Pick up a bottle of Ron Zacapa 23 and you will see a prominent number on the label. Most consumers reasonably assume this means the rum inside is twenty-three years old. It does not. The "23" refers to the oldest rum in the solera system from which it is drawn — a fractional blending method where the actual average age of the liquid in your glass is significantly younger. This distinction matters, and the rum industry has been remarkably slow to address it honestly.
What Is Solera Aging?
The solera system originated in the sherry bodegas of Jerez, Spain, and involves a cascading series of barrels arranged in tiers. New spirit enters the top tier, and finished product is drawn from the bottom. When rum is taken from the bottom tier, it is replenished from the tier above, which is in turn replenished from the one above that.
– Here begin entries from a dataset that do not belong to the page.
//! Backup configuration loaded from the operator's YAML file.
//!
//! The file names the remote repository, the credentials used to reach it,
//! the manifest of local paths and the retention policy applied by
//! `borg prune`. Keys that are absent deserialise to empty or zero values;
//! [`BackupConfig::validate`] is the place that rejects them.

use std::fmt;

use camino::{Utf8Path, Utf8PathBuf};
use serde::Deserialize;
use thiserror::Error;

use crate::fs::read_utf8_file;

/// Default location of the configuration file.
pub const DEFAULT_CONFIG_PATH: &str = "borgbecue.yaml";

/// Settings describing one backup job.
#[derive(Clone, Default, Deserialize, Eq, PartialEq)]
#[serde(default)]
pub struct BackupConfig {
    /// Remote SSH user owning the repository.
    pub user: String,
    /// Passphrase protecting the repository key.
    pub passphrase: String,
    /// Path to the newline-delimited manifest of paths to archive.
    pub manifest: Utf8PathBuf,
    /// Remote endpoint hosting the repository.
    pub server: ServerConfig,
    /// Archive retention counts applied when pruning.
    pub keep: RetentionConfig,
}

/// Remote endpoint hosting the Borg repository.
#[derive(Clone, Debug, Default, Deserialize, Eq, PartialEq)]
#[serde(default)]
pub struct ServerConfig {
    /// Hostname or IP address of the backup server.
    pub ip: String,
    /// SSH port of the backup server.
    pub port: u16,
    /// Repository path on the backup server.
    pub repository: String,
}

/// Number of archives kept per period by `borg prune`.
#[derive(Clone, Copy, Debug, Default, Deserialize, Eq, PartialEq)]
#[serde(default)]
pub struct RetentionConfig {
    /// Daily archives to keep.
    pub daily: u32,
    /// Weekly archives to keep.
    pub weekly: u32,
    /// Monthly archives to keep.
    pub monthly: u32,
}

/// Errors raised while loading or validating the backup configuration.
#[derive(Clone, Debug, Error, Eq, PartialEq)]
pub enum ConfigError {
    /// Raised when the file cannot be read.
    #[error("failed to read configuration file {path}: {message}")]
    Io {
        /// Path that could not be read.
        path: Utf8PathBuf,
        /// Operating system error string.
        message: String,
    },
    /// Raised when the file is not valid YAML for this schema.
    #[error("failed to parse configuration file {path} as YAML: {message}")]
    Parse {
        /// Path that failed to parse.
        path: Utf8PathBuf,
        /// Parser error string.
        message: String,
    },
    /// Raised when a required key is empty or missing.
    #[error("missing {description}: set `{key}` in the configuration file")]
    MissingField {
        /// Human readable name of the setting.
        description: &'static str,
        /// Dotted YAML key of the setting.
        key: &'static str,
    },
}

impl BackupConfig {
    /// Reads and deserialises the configuration file at `path`.
    ///
    /// # Errors
    ///
    /// Returns [`ConfigError::Io`] when the file is unreadable and
    /// [`ConfigError::Parse`] when it is not valid YAML for this schema.
    pub fn load(path: &Utf8Path) -> Result<Self, ConfigError> {
        let contents = read_utf8_file(path).map_err(|err| ConfigError::Io {
            path: path.to_path_buf(),
            message: err.to_string(),
        })?;
        Self::from_yaml(path, &contents)
    }

    /// Deserialises configuration from YAML text; `origin` is only used in
    /// error messages.
    ///
    /// # Errors
    ///
    /// Returns [`ConfigError::Parse`] when the text does not match the schema.
    pub fn from_yaml(origin: &Utf8Path, contents: &str) -> Result<Self, ConfigError> {
        if contents.trim().is_empty() {
            return Ok(Self::default());
        }

        serde_yaml::from_str(contents).map_err(|err| ConfigError::Parse {
            path: origin.to_path_buf(),
            message: err.to_string(),
        })
    }

    /// Ensures every setting needed to reach the repository is present.
    ///
    /// Retention counts are not checked; zero is a legitimate value.
    ///
    /// # Errors
    ///
    /// Returns [`ConfigError::MissingField`] for the first empty setting.
    pub fn validate(&self) -> Result<(), ConfigError> {
        require(&self.user, "SSH user", "user")?;
        require(&self.passphrase, "repository passphrase", "passphrase")?;
        require(self.manifest.as_str(), "manifest path", "manifest")?;
        require(&self.server.ip, "backup server address", "server.ip")?;
        require(
            &self.server.repository,
            "repository path",
            "server.repository",
        )?;
        if self.server.port == 0 {
            return Err(ConfigError::MissingField {
                description: "backup server SSH port",
                key: "server.port",
            });
        }
        Ok(())
    }

    /// Builds the `ssh://` URL Borg uses to reach the repository.
    ///
    /// Leading slashes are stripped from the repository path so the URL
    /// never contains `//` after the port.
    ///
    /// # Examples
    ///
    /// ```
    /// # use borgbecue::config::{BackupConfig, ServerConfig};
    /// let config = BackupConfig {
    ///     user: String::from("test"),
    ///     server: ServerConfig {
    ///         ip: String::from("1.2.3.4"),
    ///         port: 22,
    ///         repository: String::from("/backups/test"),
    ///     },
    ///     ..BackupConfig::default()
    /// };
    /// assert_eq!(config.access_string(), "ssh://test@1.2.3.4:22/backups/test");
    /// ```
    #[must_use]
    pub fn access_string(&self) -> String {
        format!(
            "ssh://{}@{}:{}/{}",
            self.user,
            self.server.ip,
            self.server.port,
            self.server.repository.trim_start_matches('/'),
        )
    }

    /// `host:repository` label used in log messages.
    #[must_use]
    pub fn repository_label(&self) -> String {
        format!("{}:{}", self.server.ip, self.server.repository)
    }
}

impl fmt::Debug for BackupConfig {
    fn fmt(&self, f: &mut fmt::Formatter<'_>) -> fmt::Result {
        f.debug_struct("BackupConfig")
            .field("user", &self.user)
            .field("passphrase", &"<redacted>")
            .field("manifest", &self.manifest)
            .field("server", &self.server)
            .field("keep", &self.keep)
            .finish()
    }
}

fn require(value: &str, description: &'static str, key: &'static str) -> Result<(), ConfigError> {
    if value.trim().is_empty() {
        return Err(ConfigError::MissingField { description, key });
    }
    Ok(())
}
The result is a blend that theoretically contains traces of every vintage ever added to the system — but where the majority of the liquid is considerably younger than the oldest component.
In sherry production, this system is well understood and transparently communicated. In rum, it has become a marketing tool that critics argue is used to inflate perceived age and justify premium pricing. When Dictador labels a bottle "20 Year," the average age of the rum inside may be closer to eight or ten years. When Zacapa says "23," independent analyses have suggested average ages between six and ten years.
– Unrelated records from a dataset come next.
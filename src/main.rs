//! geo-facade CLI entry point

use geo_facade::cli;

#[tokio::main]
async fn main() {
    if let Err(e) = cli::run().await {
        eprintln!("Error: {}", e);
        std::process::exit(1);
    }
}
The Age Statement Controversy
The debate came to a head in 2021 when the European Spirits Organisation began reviewing labelling standards for age statements on rum. Richard Seale of Foursquare Distillery in Barbados — one of the industry's most vocal advocates for transparency — argued that any age statement on a rum bottle should reflect the youngest component in the blend, not the oldest. "If your blend contains five-year-old rum and twenty-year-old rum," Seale wrote, "the honest age statement is five years."
Producers using solera systems countered that the method creates a product of greater complexity and consistency than single-vintage aging, and that the age reference on the label refers to the system's heritage rather than making a specific claim about the rum's average age. This argument has some merit — a well-managed solera does produce remarkably consistent, complex rum — but it sidesteps the fundamental question of whether consumers understand what they are buying.
Does It Matter in the Glass?
Here is the uncomfortable truth: many solera-aged rums are genuinely delicious. Ron Zacapa 23 is a beautifully crafted spirit regardless of its actual average age. Dictador 20 offers remarkable complexity. The solera system does produce distinctive, layered flavour profiles that straight aging cannot replicate. The issue is not quality — it is transparency.
A consumer paying premium prices for what they believe is a twenty-three-year-old rum deserves to know that the liquid in the bottle is, on average, considerably younger. The rum industry has an opportunity to lead on transparent labelling — and a few producers, notably Foursquare with their Exceptional Cask Selection series, are doing exactly that. Until the rest follow, consumers would do well to approach solera age statements with informed scepticism and judge what is in their glass on its own merits rather than the number on the label.